Sunday, December 20, 2020

Sunday Splash Page #145

 
"How Come Valkyrie Doesn't Get a Cool Adjective?" in The Defenders (vol. 1) #50, by David Kraft (writer), Keith Giffen (artist), Don Warfield (colorist), John Costanza (letterer) 

Steve Gerber and Sal Buscema left the book after issue 41. Gerry Conway wrote the next couple of issues, then co-wrote the next two with Roger Slifer and David Anthony Kraft. Then Slifer and Kraft did a couple of issues together, and finally in issue #48, Kraft took sole writer duties, and remained on the book for another 20 issues, although several of the last few were co-written with Ed Hannigan. 

After Buscema's departure, Keith Giffen stepped in as penciler for the next 12 issues, his style varying pretty widely depending on if he's inking himself (like the picture above), or it's being done by Klaus Janson or someone else. Then it fell to a variety of artists. Carmine Infantino, Ed Hannigan, Jim Mooney. Buscema returned for the "Defender for a Day" storyline.

Dr. Strange leaves the book, because he feels it's distracting him from his greater duties, and the team relocates to a farmhouse/riding academy Nighthawk owns in the country. Luke Cage bows out, and the Red Guardian returns home because the KGB is threatening her mother's life. It turns out to be some mysterious genius/asshole named Sergei who wants her to be his obedient bride as he turns them into energy beings. Just get one of those anime girl pillows, dude.

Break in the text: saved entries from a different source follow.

//! Socket-based message transport.
//!
//! This module moves [`StructuredMessage`]s between two processes over TCP.
//! It provides fire-and-forget publishing, duplex connections with
//! asynchronous inbound dispatch, and synchronous request/response exchange,
//! together with the lifecycle plumbing both ends need: candidate-address
//! connection establishment, a listening accept loop, and cooperative
//! shutdown that unblocks threads stuck in blocking I/O.
//!
//! # Overview
//!
//! A [`ServerSocketProcess`] accepts raw sockets and hands each one to a
//! [`SocketHandler`], which typically wraps it in a passive [`Connection`].
//! Inbound bytes become messages dispatched to a receiver callback; outbound
//! messages pass through a [`BatchingWriter`] that serializes concurrent
//! senders into ordered, optionally coalesced flushes. A
//! [`RequestChannel`] layers single-flight request/reply on the same wire.
//!
//! # Concurrency
//!
//! The scheduling model is thread-per-connection: one dedicated
//! [`TerminatableWorker`] blocks in a read loop per live connection, plus
//! one accept thread per listening server. There is no shared event loop.
//! Many application threads may call `send` concurrently without external
//! locking. Every blocking loop pairs with an explicit termination signal
//! that also force-closes its socket, so a blocked thread wakes with an I/O
//! error instead of hanging.
//!
//! # Discovery
//!
//! A started server exposes an [`EndpointDescriptor`], a structured message
//! with reserved `type`/`address`/`port` fields, which a client feeds into
//! a [`Connector`] to derive its candidate address set.
//!
//! # See Also
//!
//! - [`message`](crate::message): The payload unit carried by this layer.
//! - [`codec`](crate::codec): Framing of one message at a time on the wire.
//!
//! [`StructuredMessage`]: crate::message::StructuredMessage
mod config;
mod connection;
mod connector;
mod endpoint;
mod error;
mod pool;
mod request;
mod server;
mod worker;
mod writer;

pub use config::TransportConfig;
pub use connection::{Connection, ConnectionStateListener, MessageReceiver};
pub use connector::Connector;
pub use endpoint::{
    EndpointDescriptor, FIELD_ADDRESS, FIELD_PORT, FIELD_TYPE, SOCKET_ENDPOINT_TYPE,
};
pub use error::TransportError;
pub use pool::DispatchPool;
pub use request::RequestChannel;
pub use server::{ServerSocketProcess, SocketHandler};
pub use worker::TerminatableWorker;
pub use writer::BatchingWriter;

#[cfg(test)]
mod tests {
    use std::{
        net::{IpAddr, Ipv4Addr, TcpStream},
        sync::{Arc, Mutex, mpsc},
        time::Duration,
    };

    use super::*;
    use crate::message::StructuredMessage;

    /// Full discovery scenario: the server publishes an endpoint descriptor,
    /// the client configures itself from it, sends one message, and sees a
    /// single failure notification when the server goes away.
    #[test]
    fn endpoint_discovery_scenario() {
        let (seen_tx, seen_rx) = mpsc::channel();
        let connections: Arc<Mutex<Vec<Arc<Connection>>>> = Arc::new(Mutex::new(Vec::new()));
        let handler_connections = Arc::clone(&connections);

        let server = ServerSocketProcess::new(
            0,
            move |stream: TcpStream| {
                let connection =
                    Arc::new(Connection::from_stream(stream, TransportConfig::default()));
                let seen_tx = seen_tx.clone();
                connection.set_receiver(move |message: StructuredMessage| {
                    seen_tx.send(message).unwrap();
                });
                connection.start().unwrap();
                handler_connections.lock().unwrap().push(connection);
            },
            TransportConfig::default(),
        )
        .bind_address(IpAddr::V4(Ipv4Addr::LOCALHOST));
        server.start().unwrap();

        let descriptor_message = server.endpoint().unwrap().to_message();
        assert_ne!(server.local_port().unwrap(), 0);

        let endpoint = EndpointDescriptor::from_message(&descriptor_message).unwrap();
        let connector = Connector::new(&TransportConfig::default()).configure_from(&endpoint);
        let client = Connection::new(connector, TransportConfig::default());

        let (fail_tx, fail_rx) = mpsc::channel();
        client.set_state_listener(move |_error: &TransportError| {
            fail_tx.send(()).unwrap();
        });
        client.start().unwrap();

        client
            .send(StructuredMessage::builder().push_named("ping", 1i32).build())
            .unwrap();

        let seen = seen_rx.recv_timeout(Duration::from_secs(2)).unwrap();
        assert_eq!(seen.len(), 1);
        let field = seen.field_at(0).unwrap();
        assert_eq!(field.name.as_deref(), Some("ping"));
        assert_eq!(field.value.as_i32(), Some(1));

        for connection in connections.lock().unwrap().drain(..) {
            connection.stop();
        }
        server.stop();

        // Exactly one closed/failed notification: not zero, not more.
        assert!(fail_rx.recv_timeout(Duration::from_secs(2)).is_ok());
        assert!(fail_rx.recv_timeout(Duration::from_millis(300)).is_err());

        client.stop();
    }

    /// Closing one connection leaves other concurrent connections intact.
    #[test]
    fn connections_are_independent() {
        let (seen_tx, seen_rx) = mpsc::channel();
        let connections: Arc<Mutex<Vec<Arc<Connection>>>> = Arc::new(Mutex::new(Vec::new()));
        let handler_connections = Arc::clone(&connections);

        let server = ServerSocketProcess::new(
            0,
            move |stream: TcpStream| {
                let connection =
                    Arc::new(Connection::from_stream(stream, TransportConfig::default()));
                let seen_tx = seen_tx.clone();
                connection.set_receiver(move |message: StructuredMessage| {
                    seen_tx.send(message).unwrap();
                });
                connection.start().unwrap();
                handler_connections.lock().unwrap().push(connection);
            },
            TransportConfig::default(),
        )
        .bind_address(IpAddr::V4(Ipv4Addr::LOCALHOST));
        server.start().unwrap();
        let port = server.local_port().unwrap();

        let client_for = |tag: i32| {
            let connector = Connector::new(&TransportConfig::default())
                .address(IpAddr::V4(Ipv4Addr::LOCALHOST))
                .port(port);
            let client = Connection::new(connector, TransportConfig::default());
            client.start().unwrap();
            client
                .send(StructuredMessage::builder().push_named("tag", tag).build())
                .unwrap();
            client
        };

        let first = client_for(1);
        let second = client_for(2);

        let mut tags = vec![
            seen_rx
                .recv_timeout(Duration::from_secs(2))
                .unwrap()
                .by_name("tag")
                .unwrap()
                .value
                .as_i32()
                .unwrap(),
            seen_rx
                .recv_timeout(Duration::from_secs(2))
                .unwrap()
                .by_name("tag")
                .unwrap()
                .value
                .as_i32()
                .unwrap(),
        ];
        tags.sort();
        assert_eq!(tags, vec![1, 2]);

        // Dropping the first client must not disturb the second stream.
        first.stop();
        second
            .send(StructuredMessage::builder().push_named("tag", 3i32).build())
            .unwrap();
        let third = seen_rx.recv_timeout(Duration::from_secs(2)).unwrap();
        assert_eq!(third.by_name("tag").unwrap().value.as_i32(), Some(3));

        second.stop();
        for connection in connections.lock().unwrap().drain(..) {
            connection.stop();
        }
        server.stop();
    }
}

Or invent them if they didn't exist yet.

(It surprises me that's stuck all these years later. I mean, Busiek used Sergei/The Presence and Tanya in his Avengers run, and as far as I know, it's still the status quo that those two live alone together in the radioactive zone in Siberia Sergei created giving them their powers. Tanya's more interesting of a Red Guardian than the usual model, which is just Soviet Captain America, which is probably not all that different from Mark Millar's version of Captain America, now that I think of it. A jingoistic asswipe.)

It's not all defections, though. Hellcat shows up in the last story before the other three depart, ultimately becoming one of the characters I think of as a core Defender. Certainly more than the Surfer, who hasn't appeared in almost 60 issues by the end of Kraft's run. Namor swings back in because of the damage to the oceans Sergei's work is causing. Moon Knight pops on for one story. Claremont writes a fill-in issue, so naturally Carol Danvers guest-stars.

"Who Remembers Scorpio?" is probably the best known story from this run, as Nick Fury's older brother, stuck in a mid-life crisis and dealing with feelings of worthlessness and inadequacy next to his brother, tries to create his own Zodiac of artificial beings to have someplace to belong. It doesn't work. 

After that, it's probably the aforementioned "Defender for a Day", where a college film student and would-be auteur, called Dollar Bill of all things, does a film on the Defenders and claims anyone can join. So a bunch of heroes show up to join, and decide they should capture their new teammate the Hulk (always a good idea). Meanwhile, a bunch of villains run around calling themselves Defenders and committing crimes.

Kraft makes Nighthawk team leader after Strange bows out, to mixed results. Kyle's gung-ho, but struggles to really assert any control, and with his temper, doesn't have the light touch Strange and Valkyrie can use with the Hulk. Val is encouraged to enroll in college and broaden her horizons, which is how Dollar Bill gets in the picture, and is how Kraft introduces annoying antagonist Lunatik, a guy who beats people with pipes and speaks in song lyrics. Where's that damn Elf with a Gun when you need him?

Lunatik's story gets concluded after Volume 3 of Essential Defenders ends, but I recall there's multiples Lunatiks, who are all part of some guy originally from another dimension, and they're connected somehow to the Nameless Ones from the Defenders' creation.

You can definitely feeling Kraft trying to follow in Gerber's footsteps, while maybe not emphasizing the futility of superheroics in a world of problems they can't solve quite as much.